SOAL
: Ustadz,
bolehkah kita menghadiahkan bacaan al-Fatihah untuk Rasulullah SAW, atau untuk
saudara-saudara kita baik yang sudah mati maupun yang masih hidup? (Idham,
Majene, Sulsel)
JAWAB :
Ketika seseorang
menghadiahkan pahala bacaan al-Qur`an kepada orang yang sudah mati, para ulama
berbeda pendapat, apakah pahalanya akan sampai atau tidak. Imam Malik dan Imam
Syafi'i berpendapat pahalanya tidak sampai. Sedangkan Imam Abu Hanifah dan Imam
Ahmad berpendapat pahalanya sampai (Imam ad-Dimasyqi, Rahmatul Ummah,
hal. 53; Imam Mubarakfuri, Tuhfat al-Ahwadzi, hadits no. 605; Imam
Syamsul Haq-Abadi, 'Aun al-Ma'bud, hadits. no. 2494)
Ulama yang
berpendapat pahalanya tidak sampai kepada si mati, berdalil dengan ayat :
"dan bahwasanya
seorang manusia tiada memperoleh selain apa yang telah diusahakannya
." (QS An-Najm
: 39)
Ibnu Katsir
menyatakan,"Dari ayat ini, Imam Syafi'i dan para pengikutnya menyimpulkan
bacaan al-Qur`an tidak akan sampai pahalanya jika dihadiahkan kepada orang yang
telah mati. Sebab bacaan al-Qur`an itu bukan berasal dari perbuatan maupun
usaha si mati." (Tafsir Ibnu Katsir, IV/259).
Namun para ulama
yang berpendapat pahalanya sampai, pemahamannya lain.
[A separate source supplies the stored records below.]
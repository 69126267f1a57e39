//! Declarative lock configuration
//!
//! A manager can be described in TOML instead of code:
//!
//! ```toml
//! locks = ["catalog", "index", "queue"]
//!
//! [policy]
//! kind = "dag"
//! edges = [["catalog", "index"], ["index", "queue"]]
//! ```
//!
//! Configuration files are runtime input, so every problem is reported as an
//! error rather than the panics used for statically defined policies.

use anyhow::{Context, anyhow};
use serde::{Deserialize, Serialize};
use std::collections::BTreeSet;
use std::fs;
use std::path::Path;

use crate::domain::locking::{DagPolicyBuilder, Manager, NoPolicy, Policy, TotalOrderPolicy};

/// Lock manager configuration
#[derive(Debug, Clone, PartialEq, Eq, Serialize, Deserialize)]
pub struct ManagerConfig {
    /// Lock identifiers to register
    pub locks: Vec<String>,

    /// Acquisition policy
    #[serde(default)]
    pub policy: PolicyConfig,
}

/// Acquisition policy selection
#[derive(Debug, Clone, Default, PartialEq, Eq, Serialize, Deserialize)]
#[serde(tag = "kind", rename_all = "snake_case")]
pub enum PolicyConfig {
    /// No ordering constraint
    None,
    /// Strictly ascending lexicographic order
    #[default]
    TotalOrder,
    /// Edges `[from, to]` allowing `to` directly after `from`
    Dag {
        #[serde(default)]
        edges: Vec<(String, String)>,
    },
}

impl PolicyConfig {
    /// Build the configured policy
    pub fn build(&self) -> anyhow::Result<Box<dyn Policy>> {
        let policy: Box<dyn Policy> = match self {
            Self::None => Box::new(NoPolicy),
            Self::TotalOrder => Box::new(TotalOrderPolicy),
            Self::Dag { edges } => {
                let builder = edges
                    .iter()
                    .fold(DagPolicyBuilder::new(), |builder, (from, to)| {
                        builder.add(from.as_str(), to.as_str())
                    });
                Box::new(builder.try_build()?)
            }
        };
        Ok(policy)
    }
}

impl ManagerConfig {
    /// Parse and validate a TOML document
    pub fn from_toml_str(contents: &str) -> anyhow::Result<Self> {
        let config: ManagerConfig =
            toml::from_str(contents).context("Failed to parse lock configuration")?;
        config.validate()?;
        Ok(config)
    }

    /// Load and validate configuration from a TOML file
    pub fn load(path: impl AsRef<Path>) -> anyhow::Result<Self> {
        let path = path.as_ref();
        let contents = fs::read_to_string(path)
            .with_context(|| format!("Failed to read lock configuration: {}", path.display()))?;
        Self::from_toml_str(&contents)
            .with_context(|| format!("Invalid lock configuration: {}", path.display()))
    }

    /// Serialize to TOML
    pub fn to_toml_string(&self) -> anyhow::Result<String> {
        toml::to_string_pretty(self).context("Failed to serialize lock configuration")
    }

    /// Validate configuration
    pub fn validate(&self) -> anyhow::Result<()> {
        self.check_locks()?;
        self.policy.build().map(|_| ())
    }

    /// Structural checks that do not need the policy to be built
    fn check_locks(&self) -> anyhow::Result<()> {
        if self.locks.is_empty() {
            return Err(anyhow!("At least one lock must be declared"));
        }

        let mut declared = BTreeSet::new();
        for id in &self.locks {
            if id.is_empty() {
                return Err(anyhow!("Lock identifiers must not be empty"));
            }
            if !declared.insert(id.as_str()) {
                return Err(anyhow!("Duplicate lock: '{}' is declared more than once", id));
            }
        }

        if let PolicyConfig::Dag { edges } = &self.policy {
            for (from, to) in edges {
                for id in [from, to] {
                    if !declared.contains(id.as_str()) {
                        return Err(anyhow!(
                            "DAG edge {} -> {} references undeclared lock '{}'",
                            from,
                            to,
                            id
                        ));
                    }
                }
            }
        }

        Ok(())
    }

    /// Build the configured policy
    pub fn build_policy(&self) -> anyhow::Result<Box<dyn Policy>> {
        self.policy.build()
    }

    /// Build a manager from this configuration
    pub fn build_manager(&self) -> anyhow::Result<Manager> {
        self.check_locks()?;
        let policy = self.policy.build()?;
        Manager::try_new(self.locks.iter().cloned(), policy).map_err(Into::into)
    }
}
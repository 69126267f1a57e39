//! Domain layer
//!
//! Contains the lock-ordering model: the graph used to validate DAG policies
//! and the locking types built on top of it.

pub mod graph;
pub mod locking;
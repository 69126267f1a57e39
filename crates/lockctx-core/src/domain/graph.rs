//! Directed graph over lock identifiers
//!
//! The graph records only edges. A node "exists" once it has been named by an
//! edge, and a node without outgoing edges behaves exactly like an unknown node.
//! Storage is ordered so that cycle detection visits nodes deterministically.

use std::collections::{BTreeMap, BTreeSet};

static NO_NEIGHBOURS: BTreeSet<String> = BTreeSet::new();

/// Directed graph where an edge `a -> b` means "b may follow a"
#[derive(Debug, Clone, Default, PartialEq, Eq)]
pub struct Graph {
    /// Maps a node to the set of its direct successors
    edges: BTreeMap<String, BTreeSet<String>>,
}

impl Graph {
    /// Create an empty graph
    pub fn new() -> Self {
        Self::default()
    }

    /// Add the directed edge `from -> to`
    ///
    /// Idempotent. Adding `a -> b` never adds `b -> a`. Self-edges are accepted
    /// and are reported as a cycle by [`Graph::has_cycle`].
    pub fn add_edge(&mut self, from: impl Into<String>, to: impl Into<String>) {
        let to = to.into();
        self.edges.entry(to.clone()).or_default();
        self.edges.entry(from.into()).or_default().insert(to);
    }

    /// Direct successors of `node`; empty for a node with no outgoing edges
    pub fn neighbours(&self, node: &str) -> &BTreeSet<String> {
        self.edges.get(node).unwrap_or(&NO_NEIGHBOURS)
    }

    /// Whether the edge `from -> to` exists
    pub fn contains_edge(&self, from: &str, to: &str) -> bool {
        self.neighbours(from).contains(to)
    }

    /// Every node named by at least one edge, in sorted order
    pub fn nodes(&self) -> impl Iterator<Item = &str> {
        self.edges.keys().map(String::as_str)
    }

    /// Total number of distinct edges
    pub fn edge_count(&self) -> usize {
        self.edges.values().map(BTreeSet::len).sum()
    }

    /// Whether the graph has no edges
    pub fn is_empty(&self) -> bool {
        self.edge_count() == 0
    }

    /// Search the graph for a cycle
    ///
    /// Returns `None` for an acyclic graph. Otherwise returns one cycle as a
    /// list of nodes where each node has an edge to the next and the last node
    /// has an edge back to the first. Which cycle is returned when several
    /// exist is unspecified.
    pub fn has_cycle(&self) -> Option<Vec<String>> {
        let mut visited = BTreeSet::new();

        self.edges
            .keys()
            .find_map(|node| self.dfs_cycle(node, &mut visited))
    }

    /// Depth-first search from `root` with an explicit frame stack
    ///
    /// `visited` is shared across all roots. `path` holds the current branch
    /// and `on_path` mirrors it for membership checks; a node is pushed when
    /// its frame is entered and popped when its successors are exhausted, so
    /// siblings never observe each other's nodes.
    fn dfs_cycle<'g>(
        &'g self,
        root: &'g str,
        visited: &mut BTreeSet<&'g str>,
    ) -> Option<Vec<String>> {
        if !visited.insert(root) {
            return None;
        }

        let mut path = vec![root];
        let mut on_path = BTreeSet::from([root]);
        let mut frames = vec![self.neighbours(root).iter()];

        while let Some(frame) = frames.last_mut() {
            let Some(neighbour) = frame.next() else {
                frames.pop();
                if let Some(node) = path.pop() {
                    on_path.remove(node);
                }
                continue;
            };
            let neighbour = neighbour.as_str();

            if on_path.contains(neighbour) {
                let start = path.iter().position(|n| *n == neighbour)?;
                return Some(path[start..].iter().map(|n| n.to_string()).collect());
            }
            if visited.insert(neighbour) {
                path.push(neighbour);
                on_path.insert(neighbour);
                frames.push(self.neighbours(neighbour).iter());
            }
        }

        None
    }
}
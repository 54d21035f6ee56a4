//! Brute-force enumeration of candidate tables.
//!
//! The scanner slides over every byte offset of the image and, at each, tries
//! every column count from 2 up to the configured maximum. A `(offset, cols)`
//! pair is accepted when every adjacent pair of its first `min_rows` rows
//! correlates strongly; accepted pairs get an axis sniff and a coarse
//! classification and become `DetectedMap` candidates.
//!
//! Work is partitioned into per-worker byte ranges. Each non-final worker
//! scans a bounded overlap past its cut so a candidate whose start sits just
//! before the cut is still examined; the redundancy this creates is removed
//! by the key-based deduplication after the fan-in barrier.

use std::sync::atomic::{AtomicUsize, Ordering};

use rayon::prelude::*;

use crate::analysis::{classify, sniff_axes};
use crate::hints::DisassemblerHints;
use crate::image::ByteImage;
use crate::model::{dedupe_maps, DetectedMap, ELEMENT_SIZE};
use crate::stats;

/// Acceptance threshold on |Pearson| between adjacent rows.
const ROW_CORRELATION_MIN: f64 = 0.85;

/// Growth threshold: appended rows must stay this correlated.
const GROW_CORRELATION_MIN: f64 = 0.7;

/// Score credit per row appended past `min_rows`.
const GROW_SCORE_STEP: f64 = 0.1;

/// Upper bound on the per-worker overlap in bytes.
const OVERLAP_MAX: usize = 4096;

/// Offset-visits between progress reports.
const PROGRESS_INTERVAL: usize = 10_000;

/// Label every brute-scan candidate starts with.
const CANDIDATE_NAME: &str = "AutoDetect";

/// Tuning knobs for one scan run.
#[derive(Debug, Clone)]
pub struct ScanOptions {
    /// Row count every candidate is tested (and emitted) with.
    pub min_rows: usize,
    /// Largest column count tried at each offset.
    pub max_cols: usize,
    /// Worker count; `None` means one per CPU core.
    pub workers: Option<usize>,
    /// Grow accepted candidates past `min_rows` while rows stay correlated.
    pub grow_rows: bool,
}

impl Default for ScanOptions {
    fn default() -> Self {
        Self { min_rows: 3, max_cols: 128, workers: None, grow_rows: false }
    }
}

/// Observer for advisory progress reports.
///
/// Called from worker threads; implementations must not gate correctness on
/// the counter values they see.
pub trait ScanProgress: Sync {
    fn on_progress(&self, scanned: usize, limit: usize);
}

/// Byte range of start offsets owned by one worker.
#[derive(Debug, Clone, Copy, PartialEq, Eq)]
pub struct WorkerRange {
    pub start: usize,
    /// Exclusive end, including any overlap past the cut.
    pub end: usize,
}

/// Partition `[0, limit)` into `workers` ranges of start offsets.
///
/// Every non-final range extends `overlap` bytes past its cut; the final
/// range always ends at `limit`. Ranges that would be empty are dropped, so
/// the result may hold fewer entries than `workers`.
pub fn partition(limit: usize, workers: usize, overlap: usize) -> Vec<WorkerRange> {
    let workers = workers.max(1);
    let chunk = (limit / workers).max(1);

    let mut ranges = Vec::with_capacity(workers);
    for index in 0..workers {
        let start = index * chunk;
        let end = if index == workers - 1 {
            limit
        } else {
            (start + chunk + overlap).min(limit)
        };
        if end > start {
            ranges.push(WorkerRange { start, end });
        }
    }
    ranges
}

/// Scan the image for candidate maps.
///
/// Always returns (a possibly empty) result; errors inside the hot loop are
/// recovered locally by skipping the offending offset.
pub fn scan(
    image: &ByteImage,
    options: &ScanOptions,
    hints: Option<&DisassemblerHints>,
) -> Vec<DetectedMap> {
    scan_with_progress(image, options, hints, None)
}

/// `scan` with an optional progress observer.
pub fn scan_with_progress(
    image: &ByteImage,
    options: &ScanOptions,
    hints: Option<&DisassemblerHints>,
    progress: Option<&dyn ScanProgress>,
) -> Vec<DetectedMap> {
    let options = ScanOptions { min_rows: options.min_rows.max(1), ..options.clone() };
    let options = &options;

    let size = image.size();
    if size <= ELEMENT_SIZE * options.min_rows {
        return Vec::new();
    }
    let limit = size - ELEMENT_SIZE * options.min_rows;
    if limit == 0 {
        return Vec::new();
    }

    let workers = options.workers.unwrap_or_else(default_worker_count).max(1);
    let overlap = (options.max_cols * options.min_rows * ELEMENT_SIZE).min(OVERLAP_MAX);
    let ranges = partition(limit, workers, overlap);

    let scanned = AtomicUsize::new(0);
    let run = || {
        ranges
            .par_iter()
            .map(|range| scan_range(image, options, hints, *range, limit, &scanned, progress))
            .collect::<Vec<_>>()
    };

    // A dedicated pool sized to the requested worker count; if the pool
    // cannot be built, fall back to the global one.
    let batches = match rayon::ThreadPoolBuilder::new().num_threads(workers).build() {
        Ok(pool) => pool.install(run),
        Err(_) => run(),
    };

    dedupe_maps(batches.into_iter().flatten().collect())
}

fn default_worker_count() -> usize {
    std::thread::available_parallelism().map(|n| n.get()).unwrap_or(1)
}

/// Scan one worker's range of start offsets into a local result list.
fn scan_range(
    image: &ByteImage,
    options: &ScanOptions,
    hints: Option<&DisassemblerHints>,
    range: WorkerRange,
    limit: usize,
    scanned: &AtomicUsize,
    progress: Option<&dyn ScanProgress>,
) -> Vec<DetectedMap> {
    let mut local = Vec::new();

    for offset in range.start..range.end {
        for cols in 2..=options.max_cols {
            let body = cols * options.min_rows * ELEMENT_SIZE;
            if offset + body > image.size() {
                // No larger cols will fit either.
                break;
            }
            let Ok(raw) = image.read_u16_le_array(offset, cols * options.min_rows) else {
                continue;
            };
            let reals: Vec<f64> = raw.iter().map(|&value| f64::from(value)).collect();
            if !rows_correlate(&reals, options.min_rows, cols) {
                continue;
            }
            local.push(build_candidate(image, options, hints, offset, cols, raw));
        }

        let visited = scanned.fetch_add(1, Ordering::Relaxed) + 1;
        if visited % PROGRESS_INTERVAL == 0 {
            if let Some(progress) = progress {
                progress.on_progress(visited, limit);
            }
        }
    }

    local
}

/// True when every adjacent row pair correlates at |Pearson| >= 0.85.
fn rows_correlate(values: &[f64], rows: usize, cols: usize) -> bool {
    for row in 0..rows.saturating_sub(1) {
        let a = &values[row * cols..(row + 1) * cols];
        let b = &values[(row + 1) * cols..(row + 2) * cols];
        if stats::pearson(a, b).abs() < ROW_CORRELATION_MIN {
            return false;
        }
    }
    true
}

/// Assemble a candidate for an accepted `(offset, cols)` pair.
fn build_candidate(
    image: &ByteImage,
    options: &ScanOptions,
    hints: Option<&DisassemblerHints>,
    offset: usize,
    cols: usize,
    raw: Vec<u16>,
) -> DetectedMap {
    let mut rows = options.min_rows;
    let mut values = raw;
    let mut score = 1.0;

    if options.grow_rows {
        loop {
            let next_offset = offset + rows * cols * ELEMENT_SIZE;
            let Ok(next) = image.read_u16_le_array(next_offset, cols) else {
                break;
            };
            let last: Vec<f64> =
                values[(rows - 1) * cols..].iter().map(|&value| f64::from(value)).collect();
            let grown: Vec<f64> = next.iter().map(|&value| f64::from(value)).collect();
            if stats::pearson(&last, &grown).abs() < GROW_CORRELATION_MIN {
                break;
            }
            values.extend(next);
            rows += 1;
            score += GROW_SCORE_STEP;
        }
    }

    let (axis_x, axis_y) = sniff_axes(image, offset, rows, cols);
    let map_type = classify(&values, axis_x.as_deref(), hints, offset);

    let mut map = DetectedMap::new(CANDIDATE_NAME, offset, rows, cols, values);
    map.axis_x = axis_x;
    map.axis_y = axis_y;
    map.score = score;
    map.map_type = map_type;
    map
}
Mereka mengatakan
keumuman ayat di atas telah dikecualikan (di-takhsis) dengan berbagai
dalil khusus yang menyatakan sampainya pahala ibadah/ketaatan kepada si mati
(Imam Syaukani, Fathul Qadir, V/114).
Menurut Imam
Syaukani dalil sahnya hadiah pahala bacaan al-Qur`an untuk orang yang sudah
mati adalah sabda Nabi SAW,"Bacakanlah kepada orang-orang yang sudah
meninggal di antara kamu surat Yasin" (Arab : iqra`uu 'ala mautaakum
yaasiin) (HR Ahmad, Abu Dawud, Ibnu Majah, Ibnu Hibban, al-Hakim; hadits
hasan, Imam As-Suyuthi, al-Jami' al-Shaghir, I/52).
Maksud mautaakum dalam
hadits itu ialah "orang-orang yang sudah meninggal di antara
kamu", bukan "orang-orang yang hendak meninggal di antara
kamu." Demikian penegasan Imam Syaukani yang mengartikan mautaakum dalam
makna hakikinya (makna sebenarnya), untuk membantah ulama seperti al-Khaththabi
yang mengartikannya secara majazi (kiasan), yaitu "orang-orang yang hendak
meninggal." (Nailul Authar, hal. 776-778; Subulus Salam,
II/91).
Pengasuh cenderung
kepada pendapat Imam Syaukani ini, bahwa hadits itu hendaknya diartikan dalam
makna hakikinya, bukan makna majazinya. Sebab sebagaimana dinyatakan oleh Imam
Taqiyuddin an-Nabhani, jika suatu kata dapat diartikan secara hakiki dan majazi
secara bersamaan, maka mengartikannya dalam makna hakiki adalah lebih kuat (rajih),
sedang mengartikannya dalam makna majazi adalah lemah (marjuh) (asy-Syakhshiyyah
al-Islamiyah, III/143).
Atas dasar itulah,
menurut pengasuh, jika kita menghadiahkan pahala bacaan al-Qur`an kepada
Rasulullah SAW, para imam dan ulama, atau saudara-saudara kita yang sudah
meninggal, insya Allah pahalanya akan sampai kepada mereka.
Namun jika
saudara-saudara kita masih hidup, hadiah pahala bacaan al-Qur`an itu tidak akan
sampai. Sebab di sini berlaku mafhum mukhalafah (pengertian kebalikan)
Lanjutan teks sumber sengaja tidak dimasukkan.